» **Source material**
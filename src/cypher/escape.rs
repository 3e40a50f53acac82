//! Literal rendering for generated Cypher
//!
//! Statements are shipped as text, so every literal goes through here.
//! Output never depends on the process locale.

use chrono::{DateTime, SecondsFormat, Utc};
use std::fmt::Write;

/// Escape a string for use inside a single-quoted Cypher literal
pub fn escape_string(s: &str) -> String {
    let mut out = String::with_capacity(s.len() + 2);
    for c in s.chars() {
        match c {
            '\\' => out.push_str("\\\\"),
            '\'' => out.push_str("\\'"),
            '"' => out.push_str("\\\""),
            '\n' => out.push_str("\\n"),
            '\r' => out.push_str("\\r"),
            '\t' => out.push_str("\\t"),
            c if c.is_control() => {
                let _ = write!(out, "\\u{:04X}", c as u32);
            }
            c => out.push(c),
        }
    }
    out
}

/// Quoted string literal
pub fn quote(s: &str) -> String {
    format!("'{}'", escape_string(s))
}

/// Shortest round-trip rendering, always with a decimal point.
/// Non-finite values have no Cypher literal and become `null`.
pub fn format_float(v: f64) -> String {
    if !v.is_finite() {
        return "null".to_string();
    }
    let s = v.to_string();
    if s.contains('.') || s.contains('e') || s.contains('E') {
        s
    } else {
        format!("{}.0", s)
    }
}

/// `datetime('…Z')` literal with millisecond precision
pub fn format_datetime(t: &DateTime<Utc>) -> String {
    format!(
        "datetime('{}')",
        t.to_rfc3339_opts(SecondsFormat::Millis, true)
    )
}
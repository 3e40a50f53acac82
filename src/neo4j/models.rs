//! Models of the sync bookkeeping nodes stored next to the building graph

use chrono::{DateTime, Utc};
use serde::{Deserialize, Serialize};
use std::fmt;
use std::str::FromStr;
use uuid::Uuid;

use crate::building::ElementHandle;

/// Kind of local mutation a ChangeLog entry reports
#[derive(Debug, Clone, Copy, PartialEq, Eq, Hash, Serialize, Deserialize)]
pub enum ChangeOperation {
    Insert,
    Modify,
    Delete,
}

impl fmt::Display for ChangeOperation {
    fn fmt(&self, f: &mut fmt::Formatter<'_>) -> fmt::Result {
        match self {
            ChangeOperation::Insert => write!(f, "Insert"),
            ChangeOperation::Modify => write!(f, "Modify"),
            ChangeOperation::Delete => write!(f, "Delete"),
        }
    }
}

impl FromStr for ChangeOperation {
    type Err = String;

    fn from_str(s: &str) -> Result<Self, Self::Err> {
        match s {
            "Insert" => Ok(ChangeOperation::Insert),
            "Modify" => Ok(ChangeOperation::Modify),
            "Delete" => Ok(ChangeOperation::Delete),
            other => Err(format!("unknown change operation '{}'", other)),
        }
    }
}

/// `(:ChangeLog)` node addressed to one target session
#[derive(Debug, Clone, PartialEq, Serialize, Deserialize)]
pub struct ChangeLogEntry {
    pub id: Uuid,
    pub target_element_id: ElementHandle,
    pub operation: ChangeOperation,
    /// Session that must pull this change
    pub session_id: String,
    /// Session that made the change
    pub source_session_id: String,
    pub acknowledged: bool,
    pub timestamp: DateTime<Utc>,
    /// Assigned by the store on creation; monotonic per target session
    pub seq: Option<i64>,
}

impl ChangeLogEntry {
    pub fn new(
        target_element_id: ElementHandle,
        operation: ChangeOperation,
        session_id: impl Into<String>,
        source_session_id: impl Into<String>,
    ) -> Self {
        Self {
            id: Uuid::new_v4(),
            target_element_id,
            operation,
            session_id: session_id.into(),
            source_session_id: source_session_id.into(),
            acknowledged: false,
            timestamp: Utc::now(),
            seq: None,
        }
    }
}

/// `(:Session)` registry node
#[derive(Debug, Clone, PartialEq, Serialize, Deserialize)]
pub struct SessionNode {
    pub session_id: String,
    pub started_at: DateTime<Utc>,
    pub last_seen: DateTime<Utc>,
}

/// Result of one unacknowledged-change probe
#[derive(Debug, Clone, Copy, PartialEq, Eq, Default)]
pub struct ChangeProbe {
    pub count: u64,
    /// Highest `seq` among the counted entries
    pub max_seq: Option<i64>,
}
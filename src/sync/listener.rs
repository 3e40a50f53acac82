//! Change notification listener
//!
//! Neo4j offers no change stream to a Bolt client, so each session polls for
//! ChangeLog entries addressed to it. The loop alternates between sleeping
//! (`Idle`) and probing (`Polling`); every probe that observes a positive
//! count raises one [`SyncEvent::PullRequested`]. The external pull logic
//! decides what to do with it and acknowledges the entries it consumed.
//!
//! Two detection strategies are available:
//! - [`DetectionMode::Cursor`]: entries with a `seq` above the last one
//!   signalled. Slow-to-acknowledge entries are never missed and an entry is
//!   signalled once.
//! - [`DetectionMode::RecencyWindow`]: entries younger than the window. An
//!   entry that sits unacknowledged past the window is no longer signalled.

use super::cutoff;
use super::registry::SessionRegistry;
use crate::diagnostics::DiagnosticLog;
use crate::events::{EventBus, EventEmitter, SyncEvent};
use crate::neo4j::GraphStore;
use crate::{DetectionMode, SyncContext};
use anyhow::Result;
use chrono::Utc;
use std::sync::atomic::{AtomicU64, AtomicU8, Ordering};
use std::sync::{Arc, Mutex};
use std::time::Duration;
use tokio::task::JoinHandle;
use tokio::time::Instant;
use tokio_util::sync::CancellationToken;
use tracing::{debug, info, warn};

/// Listener lifecycle
#[derive(Debug, Clone, Copy, PartialEq, Eq)]
#[repr(u8)]
pub enum ListenerState {
    Idle = 0,
    Polling = 1,
    Disposing = 2,
    Stopped = 3,
}

impl ListenerState {
    fn from_u8(v: u8) -> Self {
        match v {
            0 => ListenerState::Idle,
            1 => ListenerState::Polling,
            2 => ListenerState::Disposing,
            _ => ListenerState::Stopped,
        }
    }
}

#[derive(Debug)]
struct Shared {
    state: AtomicU8,
    polls: AtomicU64,
    detections: AtomicU64,
}

impl Shared {
    fn state(&self) -> ListenerState {
        ListenerState::from_u8(self.state.load(Ordering::SeqCst))
    }

    /// Move between Idle and Polling; Disposing and Stopped are sticky
    fn enter(&self, next: ListenerState) {
        let _ = self
            .state
            .fetch_update(Ordering::SeqCst, Ordering::SeqCst, |cur| {
                match ListenerState::from_u8(cur) {
                    ListenerState::Disposing | ListenerState::Stopped => None,
                    _ => Some(next as u8),
                }
            });
    }

    fn force(&self, state: ListenerState) {
        self.state.store(state as u8, Ordering::SeqCst);
    }
}

/// Probe strategy, owned by the polling task
#[derive(Debug)]
enum Detector {
    Cursor { last_seen: i64 },
    RecencyWindow { window: Duration },
}

impl Detector {
    fn new(mode: DetectionMode, window: Duration) -> Self {
        match mode {
            DetectionMode::Cursor => Detector::Cursor { last_seen: 0 },
            DetectionMode::RecencyWindow => Detector::RecencyWindow { window },
        }
    }

    /// Number of entries worth signalling right now
    async fn probe(&mut self, store: &dyn GraphStore, session_id: &str) -> Result<u64> {
        match self {
            Detector::Cursor { last_seen } => {
                let probe = store.probe_unacknowledged_after(session_id, *last_seen).await?;
                if probe.count > 0 {
                    if let Some(max) = probe.max_seq {
                        *last_seen = (*last_seen).max(max);
                    }
                }
                Ok(probe.count)
            }
            Detector::RecencyWindow { window } => {
                let since = cutoff(Utc::now(), *window);
                Ok(store
                    .count_recent_unacknowledged(session_id, since)
                    .await?
                    .count)
            }
        }
    }
}

struct PollLoop {
    session_id: String,
    store: Arc<dyn GraphStore>,
    events: EventBus,
    diagnostics: Arc<DiagnosticLog>,
    registry: Arc<SessionRegistry>,
    detector: Detector,
    poll_interval: Duration,
    heartbeat_interval: Duration,
    shared: Arc<Shared>,
    cancel: CancellationToken,
}

impl PollLoop {
    async fn run(mut self) {
        let mut last_heartbeat = Instant::now();

        loop {
            self.shared.enter(ListenerState::Idle);
            tokio::select! {
                biased;
                _ = self.cancel.cancelled() => break,
                _ = tokio::time::sleep(self.poll_interval) => {}
            }

            self.shared.enter(ListenerState::Polling);
            let result = tokio::select! {
                biased;
                _ = self.cancel.cancelled() => break,
                r = self.detector.probe(&*self.store, &self.session_id) => r,
            };
            self.shared.polls.fetch_add(1, Ordering::SeqCst);

            match result {
                Ok(0) => {}
                Ok(count) => {
                    if self.cancel.is_cancelled() {
                        break;
                    }
                    debug!(session_id = %self.session_id, count, "Changes detected, requesting pull");
                    self.shared.detections.fetch_add(1, Ordering::SeqCst);
                    self.events
                        .emit(SyncEvent::pull_requested(&self.session_id, count));
                }
                Err(e) => {
                    warn!(session_id = %self.session_id, "Change probe failed: {:#}", e);
                    self.diagnostics
                        .record(&self.session_id, "listener: probe", &e);
                }
            }

            if last_heartbeat.elapsed() >= self.heartbeat_interval {
                let beat = tokio::select! {
                    biased;
                    _ = self.cancel.cancelled() => break,
                    r = self.registry.heartbeat() => r,
                };
                if let Err(e) = beat {
                    warn!(session_id = %self.session_id, "{:#}", e);
                }
                last_heartbeat = Instant::now();
            }
        }

        self.shared.force(ListenerState::Stopped);
        debug!(session_id = %self.session_id, "Listener loop finished");
    }
}

/// Background poller for ChangeLog entries addressed to this session
pub struct ChangeListener {
    session_id: String,
    detection: DetectionMode,
    cancel: CancellationToken,
    handle: Mutex<Option<JoinHandle<()>>>,
    shared: Arc<Shared>,
    dispose_grace: Duration,
}

impl ChangeListener {
    /// Spawn the polling task on the current runtime
    pub fn start(ctx: &SyncContext, registry: Arc<SessionRegistry>) -> Self {
        let settings = &ctx.settings;
        let cancel = CancellationToken::new();
        let shared = Arc::new(Shared {
            state: AtomicU8::new(ListenerState::Idle as u8),
            polls: AtomicU64::new(0),
            detections: AtomicU64::new(0),
        });

        let poll = PollLoop {
            session_id: ctx.session_id.clone(),
            store: ctx.store.clone(),
            events: ctx.events.clone(),
            diagnostics: ctx.diagnostics.clone(),
            registry,
            detector: Detector::new(settings.detection, settings.recency_window),
            poll_interval: settings.poll_interval,
            heartbeat_interval: settings.heartbeat_interval,
            shared: shared.clone(),
            cancel: cancel.clone(),
        };
        let handle = tokio::spawn(poll.run());

        info!(
            session_id = %ctx.session_id,
            detection = %settings.detection,
            poll_interval_ms = settings.poll_interval.as_millis() as u64,
            "Change listener started"
        );

        Self {
            session_id: ctx.session_id.clone(),
            detection: settings.detection,
            cancel,
            handle: Mutex::new(Some(handle)),
            shared,
            dispose_grace: settings.dispose_grace,
        }
    }

    pub fn state(&self) -> ListenerState {
        self.shared.state()
    }

    pub fn detection(&self) -> DetectionMode {
        self.detection
    }

    /// Completed probes, successful or not
    pub fn poll_count(&self) -> u64 {
        self.shared.polls.load(Ordering::SeqCst)
    }

    /// Probes that raised a pull request
    pub fn detection_count(&self) -> u64 {
        self.shared.detections.load(Ordering::SeqCst)
    }

    /// Cancel the loop and wait up to the dispose grace for it to exit.
    ///
    /// A loop that does not stop in time is aborted. Later calls return at once.
    pub async fn dispose(&self) {
        let handle = self
            .handle
            .lock()
            .unwrap_or_else(|poisoned| poisoned.into_inner())
            .take();
        let Some(mut handle) = handle else {
            return;
        };

        self.shared.force(ListenerState::Disposing);
        self.cancel.cancel();

        match tokio::time::timeout(self.dispose_grace, &mut handle).await {
            Ok(Ok(())) => {}
            Ok(Err(e)) => warn!(session_id = %self.session_id, "Listener task ended abnormally: {}", e),
            Err(_) => {
                warn!(
                    session_id = %self.session_id,
                    "Listener did not stop within {:?}, abandoning",
                    self.dispose_grace
                );
                handle.abort();
            }
        }

        self.shared.force(ListenerState::Stopped);
        info!(session_id = %self.session_id, "Change listener disposed");
    }
}

impl Drop for ChangeListener {
    fn drop(&mut self) {
        self.cancel.cancel();
    }
}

» **Work item**
Go through the data and copy every line that includes "ChangeOperation".

» **Solved problem**
pub enum ChangeOperation {
impl fmt::Display for ChangeOperation {
            ChangeOperation::Insert => write!(f, "Insert"),
            ChangeOperation::Modify => write!(f, "Modify"),
            ChangeOperation::Delete => write!(f, "Delete"),
impl FromStr for ChangeOperation {
            "Insert" => Ok(ChangeOperation::Insert),
            "Modify" => Ok(ChangeOperation::Modify),
            "Delete" => Ok(ChangeOperation::Delete),
    pub operation: ChangeOperation,
        operation: ChangeOperation,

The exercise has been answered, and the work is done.